Abstract
Purpose
Our study was to investigate the correlation between 18F-FDG uptake in HCC and tumor PD-L1 expression in HCC, and assess the value of 18F-FDG PET/CT imaging for predicting PD-L1 expression in HCC.
Methods
A total of 102 patients with confirmed HCC were included in this retrospective study. The PD-L1 expression and immune cell infiltrating of tumors were determined through immunohistochemistry staining.

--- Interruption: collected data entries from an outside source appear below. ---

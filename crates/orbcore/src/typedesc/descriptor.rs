// SPDX-License-Identifier: Apache-2.0 OR MIT
// Copyright (c) 2025-2026 naskel.com

//! Type descriptors for runtime type information.

use std::sync::Arc;

/// Primitive type kinds.
#[derive(Debug, Clone, Copy, PartialEq, Eq, Hash)]
pub enum PrimitiveKind {
    Bool,
    U8,
    U16,
    U32,
    U64,
    I8,
    I16,
    I32,
    I64,
    F32,
    F64,
    Char,
    String,
}

impl PrimitiveKind {
    /// Get the size in bytes (None for strings, which are length-prefixed).
    pub fn size(&self) -> Option<usize> {
        match self {
            Self::Bool | Self::U8 | Self::I8 | Self::Char => Some(1),
            Self::U16 | Self::I16 => Some(2),
            Self::U32 | Self::I32 | Self::F32 => Some(4),
            Self::U64 | Self::I64 | Self::F64 => Some(8),
            Self::String => None,
        }
    }
}

/// Type kind enumeration.
#[derive(Debug, Clone, PartialEq)]
pub enum TypeKind {
    /// Primitive type.
    Primitive(PrimitiveKind),
    /// Struct with named fields, in declared order.
    Struct(Vec<FieldDescriptor>),
    /// Sequence (dynamic length) of a single element type.
    Sequence(Arc<TypeDescriptor>),
    /// Enumeration; ordinal = position in the declared label list.
    Enum(Vec<String>),
    /// Declared exception: struct fields behind a repository-id prefix.
    Exception(Vec<FieldDescriptor>),
}

/// A complete type descriptor.
///
/// Immutable once published into a [`TypeRegistry`](crate::TypeRegistry);
/// shared across the process as `Arc<TypeDescriptor>`.
#[derive(Debug, Clone, PartialEq)]
pub struct TypeDescriptor {
    /// Repository id (globally unique, e.g. `"IDL:FleetManagement/VehicleInfo:1.0"`).
    /// Empty for anonymous types such as bare primitives.
    pub id: String,
    /// Local type name.
    pub name: String,
    /// Type kind.
    pub kind: TypeKind,
}

impl TypeDescriptor {
    /// Create a new type descriptor.
    pub fn new(id: impl Into<String>, name: impl Into<String>, kind: TypeKind) -> Self {
        Self {
            id: id.into(),
            name: name.into(),
            kind,
        }
    }

    /// Create an anonymous primitive type descriptor.
    pub fn primitive(kind: PrimitiveKind) -> Self {
        Self::new("", "", TypeKind::Primitive(kind))
    }

    /// Create a struct type descriptor.
    pub fn struct_type(
        id: impl Into<String>,
        name: impl Into<String>,
        fields: Vec<FieldDescriptor>,
    ) -> Self {
        Self::new(id, name, TypeKind::Struct(fields))
    }

    /// Create an enum type descriptor from its declared label list.
    pub fn enum_type(
        id: impl Into<String>,
        name: impl Into<String>,
        labels: Vec<String>,
    ) -> Self {
        Self::new(id, name, TypeKind::Enum(labels))
    }

    /// Create a sequence type descriptor.
    pub fn sequence(
        id: impl Into<String>,
        name: impl Into<String>,
        element_type: Arc<TypeDescriptor>,
    ) -> Self {
        Self::new(id, name, TypeKind::Sequence(element_type))
    }

    /// Create an exception type descriptor.
    pub fn exception(
        id: impl Into<String>,
        name: impl Into<String>,
        fields: Vec<FieldDescriptor>,
    ) -> Self {
        Self::new(id, name, TypeKind::Exception(fields))
    }

    /// Check if this is a primitive type.
    pub fn is_primitive(&self) -> bool {
        matches!(self.kind, TypeKind::Primitive(_))
    }

    /// Check if this is a struct type.
    pub fn is_struct(&self) -> bool {
        matches!(self.kind, TypeKind::Struct(_))
    }

    /// Check if this is an exception type.
    pub fn is_exception(&self) -> bool {
        matches!(self.kind, TypeKind::Exception(_))
    }

    /// Get fields if this is a struct or exception.
    pub fn fields(&self) -> Option<&[FieldDescriptor]> {
        match &self.kind {
            TypeKind::Struct(fields) | TypeKind::Exception(fields) => Some(fields),
            _ => None,
        }
    }

    /// Get field by name.
    pub fn field(&self, name: &str) -> Option<&FieldDescriptor> {
        self.fields()?.iter().find(|f| f.name == name)
    }

    /// Get enum labels if this is an enum.
    pub fn labels(&self) -> Option<&[String]> {
        match &self.kind {
            TypeKind::Enum(labels) => Some(labels),
            _ => None,
        }
    }

    /// Short kind name for diagnostics.
    pub fn kind_name(&self) -> &'static str {
        match &self.kind {
            TypeKind::Primitive(_) => "primitive",
            TypeKind::Struct(_) => "struct",
            TypeKind::Sequence(_) => "sequence",
            TypeKind::Enum(_) => "enum",
            TypeKind::Exception(_) => "exception",
        }
    }
}

/// Field descriptor for struct and exception members.
#[derive(Debug, Clone, PartialEq)]
pub struct FieldDescriptor {
    /// Field name (not on the wire; declared order is).
    pub name: String,
    /// Field type.
    pub type_desc: Arc<TypeDescriptor>,
}

impl FieldDescriptor {
    /// Create a new field descriptor.
    pub fn new(name: impl Into<String>, type_desc: Arc<TypeDescriptor>) -> Self {
        Self {
            name: name.into(),
            type_desc,
        }
    }
}

#[cfg(test)]
mod tests {
    use super::*;

    #[test]
    fn test_primitive_size() {
        assert_eq!(PrimitiveKind::Bool.size(), Some(1));
        assert_eq!(PrimitiveKind::I16.size(), Some(2));
        assert_eq!(PrimitiveKind::U32.size(), Some(4));
        assert_eq!(PrimitiveKind::F64.size(), Some(8));
        assert_eq!(PrimitiveKind::String.size(), None);
    }

    #[test]
    fn test_type_descriptor_struct() {
        let f64_type = Arc::new(TypeDescriptor::primitive(PrimitiveKind::F64));
        let i16_type = Arc::new(TypeDescriptor::primitive(PrimitiveKind::I16));

        let fields = vec![
            FieldDescriptor::new("latitude", f64_type.clone()),
            FieldDescriptor::new("heading", i16_type),
        ];

        let desc = TypeDescriptor::struct_type("IDL:Geo:1.0", "Geo", fields);
        assert!(desc.is_struct());
        assert_eq!(desc.fields().map(<[FieldDescriptor]>::len), Some(2));
        assert!(desc.field("latitude").is_some());
        assert!(desc.field("altitude").is_none());
    }

    #[test]
    fn test_enum_descriptor() {
        let desc = TypeDescriptor::enum_type(
            "IDL:Color:1.0",
            "Color",
            vec!["RED".into(), "GREEN".into(), "BLUE".into()],
        );
        assert_eq!(desc.labels().map(<[String]>::len), Some(3));
        assert_eq!(desc.labels().and_then(|l| l.get(1)).map(String::as_str), Some("GREEN"));
        assert_eq!(desc.kind_name(), "enum");
    }

    #[test]
    fn test_exception_descriptor() {
        let string_type = Arc::new(TypeDescriptor::primitive(PrimitiveKind::String));
        let desc = TypeDescriptor::exception(
            "IDL:NotFound:1.0",
            "NotFound",
            vec![FieldDescriptor::new("message", string_type)],
        );
        assert!(desc.is_exception());
        assert!(!desc.is_struct());
        assert!(desc.field("message").is_some());
    }
}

The SUVmax of HCC lesions were assessed using 18F-FDG PET/CT. The correlation between PD-L1 expression and the clinicopathological were evaluated by the Cox proportional hazards model and the Kaplan-Meier survival analysis.
Results
The SUVmax of HCC primary tumors was higher in patients with poorly differentiated HCC, large tumor size, portal vein tumor thrombus, lymph node and distant metastases, and death. The SUVmax of HCC are correlated with the PD-L1 expression and the number of cytotoxic T cells and M2 macrophage infiltration. PD-L1 expression was significantly correlated with tumor SUVmax, tumor differentiation, tumor size, portal vein tumor thrombosis, and patient survival status and infiltrating M2 macrophages. Further, our results confirmed that SUVmax, portal vein tumor thrombosis, and the number of infiltrating M2 macrophages were closely related to PD-L1 expression and were independent risk factors by multivariate analysis. The combined assessment of SUVmax values and the presence of portal vein tumor thrombosis by 18F-FDG PET/CT imaging can help determine PD-L1 expression in HCC.
Conclusions
FDG uptake in HCC was positively correlated with the PD-L1 expression and the number of cytotoxic T cells and M2 macrophage infiltration. The combined use of SUVmax and portal vein tumor thrombosis by PET/CT imaging assess the PD-L1 expression better in HCC. These findings also provide a basis for clinical studies to assess the immune status of tumors by PET/CT.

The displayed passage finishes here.